Igreja

Após inquéritos contra “A Turma”, André Mendonça recebe apoio pastoral

Igreja Presbiteriana de Pinheiros mobiliza orações pelo ministro do STF após ele decretar prisão do dono do Banco Master

Por Caio Rangel • Publicado em 10/03/2026 às 11h02
Ministro André Mendonça ao lado de pastores durante encontro institucional em gabinete.
Ministro André Mendonça durante encontro com líderes religiosos. (Foto: Reprodução)

SÃO PAULO (SP) — A Igreja Presbiteriana de Pinheiros, na capital paulista, formalizou no último domingo (8) um pedido de intercessão pela vida do ministro do Supremo Tribunal Federal (STF), André Mendonça.

O magistrado, que também atua como pastor na congregação, tem sido alvo de preocupações quanto à sua segurança pessoal devido ao teor dos inquéritos que conduz na Corte.

A solicitação de orações ocorre em um momento de acirramento na atuação do ministro como relator de investigações de alto impacto nacional, como as apurações sobre descontos indevidos no INSS e as fraudes financeiras envolvendo o Banco Master.

A Polícia Judicial do STF avalia a ampliação do esquema de proteção de Mendonça, que já adota medidas preventivas, como o uso de colete balístico em eventos públicos e atividades eclesiásticas.

Mendonça relatou no âmbito judicial a existência de uma organização criminosa denominada “A Turma”, que teria como modus operandi o monitoramento ilegal de autoridades, jornalistas e críticos do sistema financeiro.

Esta rede seria responsável por ameaças diretas a quem atua no combate aos crimes financeiros apurados pelo Supremo. A prisão do banqueiro Daniel Vorcaro foi um dos desdobramentos mais recentes dessa frente de investigação.

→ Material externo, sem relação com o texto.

use crate::error::{EtlError, Result};
use crate::storage::{
    apply_set, lock, new_document, validate_collection, BulkWriteResult, DocumentMap,
    DocumentStore, UpsertOne,
};
use async_trait::async_trait;
use rusqlite::{params, Connection};
use std::path::{Path, PathBuf};
use std::sync::Mutex;
use tracing::{debug, info};

/// Where the document database lives, parsed from the store connection string
#[derive(Debug, Clone, PartialEq, Eq)]
pub enum StoreLocation {
    Memory,
    File(PathBuf),
}

impl StoreLocation {
    /// Accepts `sqlite://path`, `sqlite:path`, `file:path`, `:memory:` or a plain path.
    pub fn parse(uri: &str) -> Result<Self> {
        let uri = uri.trim();
        if uri.is_empty() {
            return Err(EtlError::Config("store URI is empty".to_string()));
        }
        let path = uri
            .strip_prefix("sqlite://")
            .or_else(|| uri.strip_prefix("sqlite:"))
            .or_else(|| uri.strip_prefix("file:"))
            .unwrap_or(uri);

        if path == ":memory:" {
            return Ok(StoreLocation::Memory);
        }
        if path.is_empty() || path.contains("://") {
            return Err(EtlError::Config(format!(
                "unsupported store URI '{}': expected a sqlite:// path",
                uri
            )));
        }
        Ok(StoreLocation::File(PathBuf::from(path)))
    }
}

/// SQLite-backed document store: one table per collection, one JSON document
/// per natural key. Each batch runs inside a single transaction.
pub struct SqliteDocumentStore {
    conn: Mutex<Connection>,
}

impl SqliteDocumentStore {
    pub fn open(uri: &str) -> Result<Self> {
        match StoreLocation::parse(uri)? {
            StoreLocation::Memory => Self::open_in_memory(),
            StoreLocation::File(path) => Self::open_at(path),
        }
    }

    pub fn open_at<P: AsRef<Path>>(db_path: P) -> Result<Self> {
        let db_path = db_path.as_ref();
        if let Some(parent) = db_path.parent() {
            if !parent.as_os_str().is_empty() {
                std::fs::create_dir_all(parent)?;
            }
        }
        let conn = Connection::open(db_path)?;
        conn.execute_batch("PRAGMA journal_mode=WAL;")?;
        info!("Opened document store at {}", db_path.display());
        Ok(Self {
            conn: Mutex::new(conn),
        })
    }

    pub fn open_in_memory() -> Result<Self> {
        let conn = Connection::open_in_memory()?;
        Ok(Self {
            conn: Mutex::new(conn),
        })
    }
}

fn ensure_collection(conn: &Connection, collection: &str) -> Result<()> {
    validate_collection(collection)?;
    conn.execute_batch(&format!(
        r#"CREATE TABLE IF NOT EXISTS "{}" (
               natural_key TEXT PRIMARY KEY,
               document    TEXT NOT NULL
           );"#,
        collection
    ))?;
    Ok(())
}

fn collection_exists(conn: &Connection, collection: &str) -> Result<bool> {
    let mut stmt =
        conn.prepare("SELECT 1 FROM sqlite_master WHERE type = 'table' AND name = ?1")?;
    let mut rows = stmt.query(params![collection])?;
    Ok(rows.next()?.is_some())
}

fn load_document(conn: &Connection, collection: &str, key: &str) -> Result<Option<DocumentMap>> {
    let mut stmt = conn.prepare(&format!(
        r#"SELECT document FROM "{}" WHERE natural_key = ?1"#,
        collection
    ))?;
    let mut rows = stmt.query(params![key])?;
    if let Some(row) = rows.next()? {
        let raw: String = row.get(0)?;
        Ok(Some(serde_json::from_str(&raw)?))
    } else {
        Ok(None)
    }
}

#[async_trait]
impl DocumentStore for SqliteDocumentStore {
    async fn bulk_upsert(&self, collection: &str, ops: &[UpsertOne]) -> Result<BulkWriteResult> {
        validate_collection(collection)?;
        let mut conn = lock(&self.conn);
        let tx = conn.transaction()?;
        ensure_collection(&tx, collection)?;

        let insert_sql = format!(
            r#"INSERT INTO "{}" (natural_key, document) VALUES (?1, ?2)"#,
            collection
        );
        let update_sql = format!(
            r#"UPDATE "{}" SET document = ?2 WHERE natural_key = ?1"#,
            collection
        );

        let mut result = BulkWriteResult::default();
        for op in ops {
            match load_document(&tx, collection, &op.key)? {
                Some(mut doc) => {
                    result.matched += 1;
                    if apply_set(&mut doc, &op.set) {
                        tx.execute(&update_sql, params![op.key, serde_json::to_string(&doc)?])?;
                        result.modified += 1;
                    }
                }
                None => {
                    let doc = new_document(op);
                    tx.execute(&insert_sql, params![op.key, serde_json::to_string(&doc)?])?;
                    result.inserted += 1;
                }
            }
        }
        // Dropping an uncommitted transaction rolls the whole batch back
        tx.commit()?;

        debug!(
            "Upserted into {}: {} inserted, {} matched, {} modified",
            collection, result.inserted, result.matched, result.modified
        );
        Ok(result)
    }

    async fn find_by_key(&self, collection: &str, key: &str) -> Result<Option<DocumentMap>> {
        validate_collection(collection)?;
        let conn = lock(&self.conn);
        if !collection_exists(&conn, collection)? {
            return Ok(None);
        }
        load_document(&conn, collection, key)
    }

    async fn count(&self, collection: &str) -> Result<usize> {
        validate_collection(collection)?;
        let conn = lock(&self.conn);
        if !collection_exists(&conn, collection)? {
            return Ok(0);
        }
        let n: i64 = conn.query_row(
            &format!(r#"SELECT COUNT(*) FROM "{}""#, collection),
            [],
            |row| row.get(0),
        )?;
        Ok(n as usize)
    }
}

#[cfg(test)]
mod tests {
    use super::*;

    #[test]
    fn parses_store_uris() {
        assert_eq!(StoreLocation::parse(":memory:").unwrap(), StoreLocation::Memory);
        assert_eq!(StoreLocation::parse("sqlite://:memory:").unwrap(), StoreLocation::Memory);
        assert_eq!(
            StoreLocation::parse("sqlite://data/etl.db").unwrap(),
            StoreLocation::File(PathBuf::from("data/etl.db"))
        );
        assert_eq!(
            StoreLocation::parse("file:/tmp/etl.db").unwrap(),
            StoreLocation::File(PathBuf::from("/tmp/etl.db"))
        );
        assert_eq!(
            StoreLocation::parse("etl.db").unwrap(),
            StoreLocation::File(PathBuf::from("etl.db"))
        );
    }

    #[test]
    fn rejects_foreign_uris() {
        assert!(StoreLocation::parse("").is_err());
        assert!(StoreLocation::parse("mongodb://localhost:27017/").is_err());
        assert!(StoreLocation::parse("sqlite://").is_err());
    }
}
use once_cell::sync::Lazy;
use regex::Regex;
use tracing::{debug, warn};

static ISO_DURATION: Lazy<Regex> = Lazy::new(|| {
    Regex::new(
        r"^P(?:(\d+)W)?(?:(\d+)D)?(?:T(?:(\d+)H)?(?:(\d+)M)?(?:(\d+)(?:[.,]\d+)?S)?)?$",
    )
    .unwrap()
});

/// Outcome of parsing an ISO-8601 duration.
///
/// Absent and malformed inputs both fall back to zero seconds, but stay
/// distinguishable for callers and tests.
#[derive(Debug, Clone, PartialEq, Eq)]
pub enum IsoDuration {
    Parsed(u64),
    Absent,
    Malformed(String),
}

impl IsoDuration {
    pub fn seconds(&self) -> u64 {
        match self {
            IsoDuration::Parsed(secs) => *secs,
            IsoDuration::Absent | IsoDuration::Malformed(_) => 0,
        }
    }
}

/// Parse a duration like `PT4M13S` into whole seconds.
pub fn parse_iso_duration(input: Option<&str>) -> IsoDuration {
    let raw = match input.map(str::trim) {
        Some(s) if !s.is_empty() => s,
        _ => {
            debug!("Duration absent, using 0 seconds");
            return IsoDuration::Absent;
        }
    };

    match iso_seconds(raw) {
        Some(secs) => IsoDuration::Parsed(secs),
        None => {
            warn!("Malformed ISO-8601 duration '{}', using 0 seconds", raw);
            IsoDuration::Malformed(raw.to_string())
        }
    }
}

fn iso_seconds(raw: &str) -> Option<u64> {
    // "P", "PT" and "P1DT" carry a designator without a value
    if raw.ends_with('T') || raw == "P" {
        return None;
    }
    let caps = ISO_DURATION.captures(raw)?;

    const UNITS: [(usize, u64); 5] = [(1, 604_800), (2, 86_400), (3, 3_600), (4, 60), (5, 1)];
    let mut total: u64 = 0;
    for (group, scale) in UNITS {
        if let Some(m) = caps.get(group) {
            let value: u64 = m.as_str().parse().ok()?;
            total = total.checked_add(value.checked_mul(scale)?)?;
        }
    }
    Some(total)
}

/// Render a millisecond count as `minutes:seconds`, seconds zero-padded.
pub fn format_millis(ms: u64) -> String {
    let minutes = ms / 60_000;
    let seconds = (ms % 60_000) / 1_000;
    format!("{}:{:02}", minutes, seconds)
}

#[cfg(test)]
mod tests {
    use super::*;

    #[test]
    fn parses_component_sums() {
        assert_eq!(parse_iso_duration(Some("PT4M13S")), IsoDuration::Parsed(253));
        assert_eq!(parse_iso_duration(Some("PT1H2M3S")).seconds(), 3723);
        assert_eq!(parse_iso_duration(Some("PT3M")).seconds(), 180);
        assert_eq!(parse_iso_duration(Some("PT45S")).seconds(), 45);
        assert_eq!(parse_iso_duration(Some("PT0S")), IsoDuration::Parsed(0));
        assert_eq!(parse_iso_duration(Some("P1DT1S")).seconds(), 86_401);
        assert_eq!(parse_iso_duration(Some("P1W")).seconds(), 604_800);
    }

    #[test]
    fn fractional_seconds_are_truncated() {
        assert_eq!(parse_iso_duration(Some("PT1M1.75S")).seconds(), 61);
    }

    #[test]
    fn malformed_input_falls_back_to_zero() {
        for bad in ["P", "PT", "P1DT", "4M13S", "PT4X", "P1Y", "garbage", "PT-3S"] {
            let parsed = parse_iso_duration(Some(bad));
            assert_eq!(parsed, IsoDuration::Malformed(bad.to_string()), "input {bad}");
            assert_eq!(parsed.seconds(), 0);
        }
    }

    #[test]
    fn absent_is_distinct_from_malformed() {
        assert_eq!(parse_iso_duration(None), IsoDuration::Absent);
        assert_eq!(parse_iso_duration(Some("  ")), IsoDuration::Absent);
        assert_eq!(parse_iso_duration(Some("PT1S")), IsoDuration::Parsed(1));
    }

    #[test]
    fn overflow_is_malformed() {
        let huge = format!("PT{}H", u64::MAX);
        assert!(matches!(parse_iso_duration(Some(&huge)), IsoDuration::Malformed(_)));
    }

    #[test]
    fn formats_minutes_and_padded_seconds() {
        assert_eq!(format_millis(198_000), "3:18");
        assert_eq!(format_millis(5_000), "0:05");
        assert_eq!(format_millis(0), "0:00");
        assert_eq!(format_millis(59_999), "0:59");
        assert_eq!(format_millis(3_600_000), "60:00");
    }
}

Enquanto o STF reforça o monitoramento e a proteção física, a estrutura da Igreja Presbiteriana de Pinheiros promove uma corrente de apoio ao seu membro.

Em postagem oficial acompanhada de registro fotográfico com os reverendos Arival Casimiro e Hernandes Dias Lopes, a congregação conclamou fiéis de todo o país a se unirem em preces pelo ministro e sua família. O espaço segue aberto para manifestação das partes.